Then there are the details of the interaction of hadrons with matter, not only collimators and range shifters, but also the body itself and also the air between the parts. The Bethe-Bloch equation tells us how much energy is lost per unit distance, and this curve is plotted for protons and carbon ions in figure 4. The deceleration accelerates itself, which is why most energy is lost over a very short distance (fig. 1). Wilson (1946), Schardt and Elsässer (2010) list the following important effects of hadrons in matter:

  1. Range straggling.

    The hadron loses energy by ionizing other particles in its path. This is a statistical process, and therefore introduces smearing to the Bragg peak. The Bragg-peak size for protons is about 1% of their range in a certain material. Considering the dimensions of a tumor, this is a beneficial effect. The whole tumor needs to be irradiated, and range straggling increases the minimum voxel size and thereby speeds up treatment. Imagine that pin-pricking the tumor is precise, but takes a long time if the whole tumor volume needs to be treated.

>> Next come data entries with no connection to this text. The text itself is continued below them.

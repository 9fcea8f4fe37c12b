//! Agent turn execution
//!
//! Execution status state machine, bounded turn context, progress events
//! and the executor that drives the provider/tool loop.

pub mod context;
pub mod events;
pub mod executor;
pub mod state;

pub use context::{TurnContext, FAILURE_FINISH_REASON, MAX_HISTORY_MESSAGES};
pub use events::{EventSink, TurnEvent, EVENT_CHANNEL_CAPACITY};
pub use executor::{AgentExecutor, CancelHandle, CancelToken, ExecutorConfig, TurnRequest};
pub use state::{ExecutionStatus, StatusEvent};
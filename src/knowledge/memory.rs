//! In-memory knowledge store with snapshot reads

use crate::errors::{AgentError, Result};
use crate::knowledge::{check_dimensions, similarity, KnowledgeStore};
use crate::types::{KnowledgeEntry, NewKnowledgeEntry, ScoredEntry, SearchFilter};
use arc_swap::ArcSwap;
use async_trait::async_trait;
use chrono::Utc;
use std::sync::atomic::{AtomicI64, Ordering};
use std::sync::Arc;

/// Copy-on-write entry list; a similarity scan holds one immutable snapshot
#[derive(Debug)]
pub struct InMemoryKnowledgeStore {
    entries: ArcSwap<Vec<Arc<KnowledgeEntry>>>,
    next_id: AtomicI64,
    dimensions: usize,
}

impl InMemoryKnowledgeStore {
    pub fn new(dimensions: usize) -> Self {
        Self {
            entries: ArcSwap::from_pointee(Vec::new()),
            next_id: AtomicI64::new(1),
            dimensions,
        }
    }
}

#[async_trait]
impl KnowledgeStore for InMemoryKnowledgeStore {
    async fn insert(&self, entry: NewKnowledgeEntry) -> Result<KnowledgeEntry> {
        if let Some(embedding) = &entry.embedding {
            check_dimensions(self.dimensions, embedding)?;
        }
        let id = self.next_id.fetch_add(1, Ordering::SeqCst);
        let stored = Arc::new(entry.into_entry(id, Utc::now()));

        self.entries.rcu(|current| {
            let mut next = Vec::with_capacity(current.len() + 1);
            next.extend(current.iter().cloned());
            next.push(stored.clone());
            next
        });
        Ok((*stored).clone())
    }

    async fn find(&self, id: i64) -> Result<Option<KnowledgeEntry>> {
        Ok(self
            .entries
            .load()
            .iter()
            .find(|e| e.id == id)
            .map(|e| (**e).clone()))
    }

    async fn update(&self, entry: KnowledgeEntry) -> Result<KnowledgeEntry> {
        if let Some(embedding) = &entry.embedding {
            check_dimensions(self.dimensions, embedding)?;
        }
        if !self.entries.load().iter().any(|e| e.id == entry.id) {
            return Err(AgentError::not_found("KnowledgeEntry", entry.id.to_string()));
        }

        let replacement = Arc::new(entry);
        self.entries.rcu(|current| {
            current
                .iter()
                .map(|e| {
                    if e.id == replacement.id {
                        replacement.clone()
                    } else {
                        e.clone()
                    }
                })
                .collect::<Vec<_>>()
        });
        Ok((*replacement).clone())
    }

    async fn similarity_search(
        &self,
        embedding: &[f32],
        limit: usize,
        filter: &SearchFilter,
    ) -> Result<Vec<ScoredEntry>> {
        check_dimensions(self.dimensions, embedding)?;
        let snapshot = self.entries.load_full();
        Ok(similarity::rank(
            embedding,
            snapshot.iter().map(|e| e.as_ref()).filter(|e| filter.matches(e)),
            limit,
        ))
    }

    async fn list_unembedded(&self, limit: usize) -> Result<Vec<KnowledgeEntry>> {
        Ok(self
            .entries
            .load()
            .iter()
            .filter(|e| !e.is_embedded())
            .take(limit)
            .map(|e| (**e).clone())
            .collect())
    }

    async fn count(&self) -> Result<usize> {
        Ok(self.entries.load().len())
    }

    fn dimensions(&self) -> usize {
        self.dimensions
    }
}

  2. Multiple Coulomb scattering.

    Multiple Coulomb scattering, or Elastic Coulomb scattering, describes interactions that cause many small angle scatterings of the hadron, which in turn cause a spread of the beam in the transverse plane. Using equation (1) from Molière’s theory, where x is the traversed depth through a certain material and X_0 the radiation length of that material, U. Weber of Rhön-Klinikum has constructed figure 5. For the case of the November testrun, assuming a proton with 150MeV, this translates to a angular spread for 3m of air in \theta_0 = 7.4 mrad, for 20cm of water in \theta_0 = 66 mrad, for a GridPix (2x10μm Cu and 2x50μm PCB) in \theta_0 = 5.6 mrad and for 5cm of aluminium in \theta_0 = 66 mrad.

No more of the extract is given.